## Try it
Report each line of the data that has "usize" somewhere in it.

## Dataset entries

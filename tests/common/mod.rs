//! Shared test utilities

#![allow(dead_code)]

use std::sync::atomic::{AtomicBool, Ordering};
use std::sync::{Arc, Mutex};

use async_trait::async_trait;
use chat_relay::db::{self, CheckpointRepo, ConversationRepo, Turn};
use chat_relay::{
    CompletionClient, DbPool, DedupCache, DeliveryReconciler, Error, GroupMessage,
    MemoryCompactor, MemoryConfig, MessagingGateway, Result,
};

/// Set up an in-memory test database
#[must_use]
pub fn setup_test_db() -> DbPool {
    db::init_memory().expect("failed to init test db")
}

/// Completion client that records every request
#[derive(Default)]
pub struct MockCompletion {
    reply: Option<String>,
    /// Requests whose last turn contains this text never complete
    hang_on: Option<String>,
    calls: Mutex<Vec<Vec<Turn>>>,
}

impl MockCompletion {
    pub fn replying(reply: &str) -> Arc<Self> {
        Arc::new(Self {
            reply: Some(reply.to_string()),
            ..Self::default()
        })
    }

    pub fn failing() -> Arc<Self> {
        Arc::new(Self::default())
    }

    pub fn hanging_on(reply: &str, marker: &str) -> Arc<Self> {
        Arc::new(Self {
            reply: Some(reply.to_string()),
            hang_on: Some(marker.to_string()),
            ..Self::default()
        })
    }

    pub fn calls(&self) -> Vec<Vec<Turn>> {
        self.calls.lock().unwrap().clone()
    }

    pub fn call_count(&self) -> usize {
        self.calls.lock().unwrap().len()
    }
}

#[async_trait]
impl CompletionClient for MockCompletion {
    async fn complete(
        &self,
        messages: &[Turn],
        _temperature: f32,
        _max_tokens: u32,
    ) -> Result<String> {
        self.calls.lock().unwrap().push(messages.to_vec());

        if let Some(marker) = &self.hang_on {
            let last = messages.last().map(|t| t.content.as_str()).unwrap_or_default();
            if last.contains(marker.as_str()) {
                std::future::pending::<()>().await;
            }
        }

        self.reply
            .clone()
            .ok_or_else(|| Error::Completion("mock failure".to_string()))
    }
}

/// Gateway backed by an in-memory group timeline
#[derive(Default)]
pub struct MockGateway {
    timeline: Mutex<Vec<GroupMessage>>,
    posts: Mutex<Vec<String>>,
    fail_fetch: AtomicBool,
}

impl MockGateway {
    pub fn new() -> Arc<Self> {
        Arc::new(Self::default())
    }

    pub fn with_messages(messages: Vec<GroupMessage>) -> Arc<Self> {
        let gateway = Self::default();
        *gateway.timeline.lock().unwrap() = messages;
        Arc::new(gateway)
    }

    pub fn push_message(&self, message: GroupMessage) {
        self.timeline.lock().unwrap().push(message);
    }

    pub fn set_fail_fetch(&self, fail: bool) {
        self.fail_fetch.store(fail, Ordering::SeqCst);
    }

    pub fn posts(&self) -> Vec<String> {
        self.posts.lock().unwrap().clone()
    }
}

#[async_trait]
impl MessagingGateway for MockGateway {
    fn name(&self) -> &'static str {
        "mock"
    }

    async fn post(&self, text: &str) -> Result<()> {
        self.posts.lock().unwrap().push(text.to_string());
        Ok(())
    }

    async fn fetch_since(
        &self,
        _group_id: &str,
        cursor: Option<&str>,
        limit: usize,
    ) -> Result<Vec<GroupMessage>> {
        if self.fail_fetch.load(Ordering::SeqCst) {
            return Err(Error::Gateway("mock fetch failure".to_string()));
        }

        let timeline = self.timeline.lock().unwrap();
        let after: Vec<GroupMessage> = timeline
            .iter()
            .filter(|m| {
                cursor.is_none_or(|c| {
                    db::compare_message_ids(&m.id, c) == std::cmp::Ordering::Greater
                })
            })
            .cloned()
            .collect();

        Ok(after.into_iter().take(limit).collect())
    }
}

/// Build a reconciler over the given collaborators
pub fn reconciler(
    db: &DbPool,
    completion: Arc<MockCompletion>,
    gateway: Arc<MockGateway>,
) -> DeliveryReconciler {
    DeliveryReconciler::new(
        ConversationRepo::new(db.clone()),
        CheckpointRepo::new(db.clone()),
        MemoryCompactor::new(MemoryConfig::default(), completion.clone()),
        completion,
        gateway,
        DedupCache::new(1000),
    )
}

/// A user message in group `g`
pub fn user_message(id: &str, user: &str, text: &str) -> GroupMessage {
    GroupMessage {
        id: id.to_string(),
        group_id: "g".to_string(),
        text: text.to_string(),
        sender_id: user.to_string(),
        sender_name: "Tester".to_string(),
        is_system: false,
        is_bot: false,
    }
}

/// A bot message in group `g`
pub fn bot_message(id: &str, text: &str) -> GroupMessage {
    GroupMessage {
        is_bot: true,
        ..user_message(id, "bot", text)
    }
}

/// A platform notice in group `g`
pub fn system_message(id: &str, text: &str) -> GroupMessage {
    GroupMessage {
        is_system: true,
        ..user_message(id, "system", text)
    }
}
* * *
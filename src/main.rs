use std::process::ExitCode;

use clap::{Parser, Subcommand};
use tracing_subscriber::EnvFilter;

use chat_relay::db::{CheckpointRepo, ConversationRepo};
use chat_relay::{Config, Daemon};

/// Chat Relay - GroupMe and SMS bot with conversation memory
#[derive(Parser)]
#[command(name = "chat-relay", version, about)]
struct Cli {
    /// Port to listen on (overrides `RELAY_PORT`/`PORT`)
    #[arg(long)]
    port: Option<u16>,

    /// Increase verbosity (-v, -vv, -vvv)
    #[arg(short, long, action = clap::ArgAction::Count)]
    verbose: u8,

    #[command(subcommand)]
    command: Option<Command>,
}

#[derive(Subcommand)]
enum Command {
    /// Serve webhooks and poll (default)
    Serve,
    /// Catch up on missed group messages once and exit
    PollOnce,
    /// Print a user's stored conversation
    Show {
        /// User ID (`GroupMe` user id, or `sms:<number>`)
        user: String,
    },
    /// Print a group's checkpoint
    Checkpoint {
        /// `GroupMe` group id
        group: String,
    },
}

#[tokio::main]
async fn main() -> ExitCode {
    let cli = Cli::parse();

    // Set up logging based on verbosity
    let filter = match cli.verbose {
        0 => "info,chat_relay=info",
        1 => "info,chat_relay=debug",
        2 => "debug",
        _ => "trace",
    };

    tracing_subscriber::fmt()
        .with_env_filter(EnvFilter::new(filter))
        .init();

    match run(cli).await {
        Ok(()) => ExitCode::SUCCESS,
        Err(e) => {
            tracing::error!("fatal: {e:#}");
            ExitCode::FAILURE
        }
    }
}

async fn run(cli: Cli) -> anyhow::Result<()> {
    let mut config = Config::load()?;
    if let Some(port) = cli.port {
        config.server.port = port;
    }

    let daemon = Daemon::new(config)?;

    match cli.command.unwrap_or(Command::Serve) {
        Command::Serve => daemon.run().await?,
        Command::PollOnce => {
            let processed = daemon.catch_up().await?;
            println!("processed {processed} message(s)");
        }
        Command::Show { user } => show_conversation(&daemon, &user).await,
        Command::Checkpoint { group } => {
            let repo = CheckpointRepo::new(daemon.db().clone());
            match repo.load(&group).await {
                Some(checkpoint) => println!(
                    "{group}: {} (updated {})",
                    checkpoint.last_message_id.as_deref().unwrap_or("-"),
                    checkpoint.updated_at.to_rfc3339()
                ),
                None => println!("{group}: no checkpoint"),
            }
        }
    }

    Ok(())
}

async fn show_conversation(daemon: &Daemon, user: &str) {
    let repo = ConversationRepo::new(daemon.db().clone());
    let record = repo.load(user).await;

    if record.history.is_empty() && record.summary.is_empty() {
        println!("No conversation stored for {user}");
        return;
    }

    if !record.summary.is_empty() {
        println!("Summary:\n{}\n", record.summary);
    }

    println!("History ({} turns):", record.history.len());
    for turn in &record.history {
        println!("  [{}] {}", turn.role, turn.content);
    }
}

## Answer space
    pub fn call_count(&self) -> usize {
        limit: usize,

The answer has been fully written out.